Whenever a line in the data holds the string "ancestor", copy that line.

Collected data entries:
/---

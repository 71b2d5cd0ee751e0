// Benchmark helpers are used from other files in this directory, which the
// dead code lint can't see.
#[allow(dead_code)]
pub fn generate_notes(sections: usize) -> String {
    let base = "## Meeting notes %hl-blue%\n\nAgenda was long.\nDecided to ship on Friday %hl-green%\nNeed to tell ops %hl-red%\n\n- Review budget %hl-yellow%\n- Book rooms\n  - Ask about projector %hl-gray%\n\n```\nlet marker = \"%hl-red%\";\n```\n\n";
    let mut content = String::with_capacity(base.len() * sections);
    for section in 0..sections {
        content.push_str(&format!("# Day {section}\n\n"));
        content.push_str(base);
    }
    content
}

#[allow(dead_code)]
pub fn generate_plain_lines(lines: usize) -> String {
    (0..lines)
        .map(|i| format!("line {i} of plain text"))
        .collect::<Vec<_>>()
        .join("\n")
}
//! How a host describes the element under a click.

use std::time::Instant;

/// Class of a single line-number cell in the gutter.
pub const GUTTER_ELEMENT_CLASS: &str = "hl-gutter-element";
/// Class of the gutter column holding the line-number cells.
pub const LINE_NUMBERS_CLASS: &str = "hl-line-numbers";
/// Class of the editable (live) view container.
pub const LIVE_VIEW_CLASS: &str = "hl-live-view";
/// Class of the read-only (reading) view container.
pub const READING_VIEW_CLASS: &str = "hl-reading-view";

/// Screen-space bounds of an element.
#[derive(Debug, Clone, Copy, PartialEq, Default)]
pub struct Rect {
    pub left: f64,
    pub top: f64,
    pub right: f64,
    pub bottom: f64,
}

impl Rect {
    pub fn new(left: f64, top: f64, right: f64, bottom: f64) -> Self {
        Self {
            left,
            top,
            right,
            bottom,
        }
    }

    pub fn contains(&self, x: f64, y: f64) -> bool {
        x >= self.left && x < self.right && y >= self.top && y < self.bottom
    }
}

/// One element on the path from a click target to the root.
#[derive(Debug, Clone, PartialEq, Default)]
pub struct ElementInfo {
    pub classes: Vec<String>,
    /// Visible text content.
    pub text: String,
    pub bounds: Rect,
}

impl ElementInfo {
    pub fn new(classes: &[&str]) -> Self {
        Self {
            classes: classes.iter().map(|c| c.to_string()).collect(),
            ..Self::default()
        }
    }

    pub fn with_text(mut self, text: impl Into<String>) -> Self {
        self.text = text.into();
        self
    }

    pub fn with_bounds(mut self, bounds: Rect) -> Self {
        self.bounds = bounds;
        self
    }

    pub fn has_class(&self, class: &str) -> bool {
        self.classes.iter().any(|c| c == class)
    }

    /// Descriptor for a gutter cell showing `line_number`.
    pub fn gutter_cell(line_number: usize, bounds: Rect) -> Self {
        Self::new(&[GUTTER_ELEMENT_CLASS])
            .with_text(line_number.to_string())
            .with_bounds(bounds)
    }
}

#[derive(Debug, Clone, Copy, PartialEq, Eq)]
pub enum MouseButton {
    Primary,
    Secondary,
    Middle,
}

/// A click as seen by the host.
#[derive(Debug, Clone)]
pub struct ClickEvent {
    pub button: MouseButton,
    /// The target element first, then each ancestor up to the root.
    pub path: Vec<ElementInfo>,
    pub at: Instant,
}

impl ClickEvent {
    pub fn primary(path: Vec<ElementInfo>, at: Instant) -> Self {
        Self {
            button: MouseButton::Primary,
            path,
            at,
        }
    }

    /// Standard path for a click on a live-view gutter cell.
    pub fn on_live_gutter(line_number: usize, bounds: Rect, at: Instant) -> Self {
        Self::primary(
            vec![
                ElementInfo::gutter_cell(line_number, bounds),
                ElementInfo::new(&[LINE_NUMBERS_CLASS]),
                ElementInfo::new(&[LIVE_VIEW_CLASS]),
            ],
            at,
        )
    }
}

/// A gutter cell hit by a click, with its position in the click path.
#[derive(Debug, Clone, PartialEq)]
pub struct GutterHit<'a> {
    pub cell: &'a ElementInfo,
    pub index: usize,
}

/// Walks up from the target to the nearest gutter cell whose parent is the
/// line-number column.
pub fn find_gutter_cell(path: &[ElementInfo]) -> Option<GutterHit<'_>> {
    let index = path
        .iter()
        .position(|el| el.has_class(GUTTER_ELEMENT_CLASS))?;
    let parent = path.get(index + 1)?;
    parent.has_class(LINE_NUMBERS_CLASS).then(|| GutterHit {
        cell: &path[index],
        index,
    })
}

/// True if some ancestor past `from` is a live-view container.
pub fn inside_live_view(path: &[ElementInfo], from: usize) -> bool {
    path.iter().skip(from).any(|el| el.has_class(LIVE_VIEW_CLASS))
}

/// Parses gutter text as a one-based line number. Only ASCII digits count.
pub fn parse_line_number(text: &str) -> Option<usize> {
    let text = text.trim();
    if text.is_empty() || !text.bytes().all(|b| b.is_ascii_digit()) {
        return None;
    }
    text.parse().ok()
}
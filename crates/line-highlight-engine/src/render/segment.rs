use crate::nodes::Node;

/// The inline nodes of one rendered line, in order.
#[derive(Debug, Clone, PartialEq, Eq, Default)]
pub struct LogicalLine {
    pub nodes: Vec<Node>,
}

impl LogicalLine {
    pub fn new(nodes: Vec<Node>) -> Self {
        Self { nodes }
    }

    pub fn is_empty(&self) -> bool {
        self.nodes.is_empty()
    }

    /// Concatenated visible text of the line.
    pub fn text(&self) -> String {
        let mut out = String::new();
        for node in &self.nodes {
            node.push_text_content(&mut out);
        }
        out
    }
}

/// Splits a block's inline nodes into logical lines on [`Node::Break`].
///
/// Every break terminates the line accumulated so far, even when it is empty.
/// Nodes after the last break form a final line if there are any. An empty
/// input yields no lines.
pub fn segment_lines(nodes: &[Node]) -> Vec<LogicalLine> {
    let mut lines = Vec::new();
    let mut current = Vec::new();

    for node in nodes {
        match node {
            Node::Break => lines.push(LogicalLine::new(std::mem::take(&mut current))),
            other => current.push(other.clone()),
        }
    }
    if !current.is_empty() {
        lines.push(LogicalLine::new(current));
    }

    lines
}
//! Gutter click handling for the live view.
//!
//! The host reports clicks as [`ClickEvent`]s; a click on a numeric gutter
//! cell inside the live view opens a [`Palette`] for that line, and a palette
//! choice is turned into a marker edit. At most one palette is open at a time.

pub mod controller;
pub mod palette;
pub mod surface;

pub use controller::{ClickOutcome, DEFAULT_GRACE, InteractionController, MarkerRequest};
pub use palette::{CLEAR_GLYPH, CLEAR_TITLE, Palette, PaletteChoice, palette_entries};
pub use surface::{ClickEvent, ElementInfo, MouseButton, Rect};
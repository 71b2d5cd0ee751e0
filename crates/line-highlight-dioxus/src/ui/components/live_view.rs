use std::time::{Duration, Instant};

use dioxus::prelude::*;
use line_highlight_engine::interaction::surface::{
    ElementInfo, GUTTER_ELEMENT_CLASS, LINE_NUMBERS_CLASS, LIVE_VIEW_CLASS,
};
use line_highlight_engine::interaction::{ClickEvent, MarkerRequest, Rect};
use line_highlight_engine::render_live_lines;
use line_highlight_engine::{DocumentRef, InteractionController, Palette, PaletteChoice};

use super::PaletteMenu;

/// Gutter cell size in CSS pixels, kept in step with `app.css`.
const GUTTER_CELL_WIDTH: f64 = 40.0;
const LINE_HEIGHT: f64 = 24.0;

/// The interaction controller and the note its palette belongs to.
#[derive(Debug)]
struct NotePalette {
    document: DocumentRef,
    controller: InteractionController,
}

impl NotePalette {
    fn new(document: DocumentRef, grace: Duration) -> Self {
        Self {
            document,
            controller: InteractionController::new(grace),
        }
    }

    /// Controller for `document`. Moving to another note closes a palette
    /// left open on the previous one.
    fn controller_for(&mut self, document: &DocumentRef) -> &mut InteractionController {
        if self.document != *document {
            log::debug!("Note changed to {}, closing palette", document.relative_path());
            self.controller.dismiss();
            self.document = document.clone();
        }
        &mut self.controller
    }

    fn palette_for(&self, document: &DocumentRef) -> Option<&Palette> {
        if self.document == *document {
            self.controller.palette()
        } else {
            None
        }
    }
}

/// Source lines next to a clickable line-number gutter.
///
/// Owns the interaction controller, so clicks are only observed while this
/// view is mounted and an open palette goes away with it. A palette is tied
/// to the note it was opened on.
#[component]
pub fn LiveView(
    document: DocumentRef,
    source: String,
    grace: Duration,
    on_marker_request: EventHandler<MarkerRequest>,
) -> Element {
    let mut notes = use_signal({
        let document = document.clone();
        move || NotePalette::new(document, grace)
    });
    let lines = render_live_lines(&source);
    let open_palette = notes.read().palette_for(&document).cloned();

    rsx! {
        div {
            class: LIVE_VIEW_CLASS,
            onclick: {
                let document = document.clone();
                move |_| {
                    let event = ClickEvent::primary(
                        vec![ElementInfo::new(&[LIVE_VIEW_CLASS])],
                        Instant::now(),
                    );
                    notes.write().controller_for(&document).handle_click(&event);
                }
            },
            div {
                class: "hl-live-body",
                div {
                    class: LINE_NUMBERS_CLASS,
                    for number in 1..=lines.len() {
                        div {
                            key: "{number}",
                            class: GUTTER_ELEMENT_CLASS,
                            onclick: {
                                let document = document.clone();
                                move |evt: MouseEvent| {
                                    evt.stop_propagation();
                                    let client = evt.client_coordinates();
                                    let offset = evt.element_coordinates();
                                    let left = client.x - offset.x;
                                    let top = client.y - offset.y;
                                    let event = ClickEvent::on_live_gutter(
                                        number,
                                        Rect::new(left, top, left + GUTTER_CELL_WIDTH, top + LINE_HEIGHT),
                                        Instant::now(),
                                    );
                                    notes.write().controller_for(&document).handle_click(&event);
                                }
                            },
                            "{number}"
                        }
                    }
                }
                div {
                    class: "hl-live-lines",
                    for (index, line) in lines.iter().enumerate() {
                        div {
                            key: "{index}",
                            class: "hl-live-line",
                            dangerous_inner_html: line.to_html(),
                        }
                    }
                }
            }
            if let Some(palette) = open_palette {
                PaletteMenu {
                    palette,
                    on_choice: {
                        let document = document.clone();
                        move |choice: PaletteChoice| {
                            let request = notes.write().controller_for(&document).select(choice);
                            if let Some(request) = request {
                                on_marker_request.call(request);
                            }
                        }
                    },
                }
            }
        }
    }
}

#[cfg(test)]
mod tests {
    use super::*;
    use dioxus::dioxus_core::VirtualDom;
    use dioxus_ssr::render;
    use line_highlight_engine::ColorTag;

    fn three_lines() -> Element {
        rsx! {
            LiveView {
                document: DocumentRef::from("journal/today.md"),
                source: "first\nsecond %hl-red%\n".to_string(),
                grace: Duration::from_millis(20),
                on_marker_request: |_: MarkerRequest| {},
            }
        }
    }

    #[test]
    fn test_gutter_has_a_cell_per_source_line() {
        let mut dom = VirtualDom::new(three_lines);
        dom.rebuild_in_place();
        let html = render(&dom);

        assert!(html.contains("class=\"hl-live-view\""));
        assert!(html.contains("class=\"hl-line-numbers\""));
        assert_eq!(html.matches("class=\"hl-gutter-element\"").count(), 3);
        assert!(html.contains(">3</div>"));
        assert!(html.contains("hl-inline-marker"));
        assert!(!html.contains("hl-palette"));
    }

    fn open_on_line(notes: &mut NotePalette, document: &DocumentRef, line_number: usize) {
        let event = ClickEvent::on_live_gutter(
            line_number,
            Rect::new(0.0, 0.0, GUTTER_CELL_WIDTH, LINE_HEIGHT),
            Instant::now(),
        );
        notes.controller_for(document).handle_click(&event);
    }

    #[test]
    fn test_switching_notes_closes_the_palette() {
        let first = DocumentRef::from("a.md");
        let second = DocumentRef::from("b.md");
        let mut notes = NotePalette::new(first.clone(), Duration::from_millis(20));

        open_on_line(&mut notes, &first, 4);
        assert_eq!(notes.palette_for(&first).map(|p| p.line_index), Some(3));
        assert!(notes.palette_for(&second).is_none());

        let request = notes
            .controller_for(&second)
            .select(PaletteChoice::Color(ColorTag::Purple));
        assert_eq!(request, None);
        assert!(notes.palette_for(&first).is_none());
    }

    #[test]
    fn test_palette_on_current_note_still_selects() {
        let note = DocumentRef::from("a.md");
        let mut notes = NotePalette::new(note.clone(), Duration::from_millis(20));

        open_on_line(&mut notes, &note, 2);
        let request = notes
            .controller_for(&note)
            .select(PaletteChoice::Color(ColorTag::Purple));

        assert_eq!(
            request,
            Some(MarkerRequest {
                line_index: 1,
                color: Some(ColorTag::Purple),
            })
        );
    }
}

\---

__Worked solution__:
    /// The target element first, then each ancestor up to the root.
/// True if some ancestor past `from` is a live-view container.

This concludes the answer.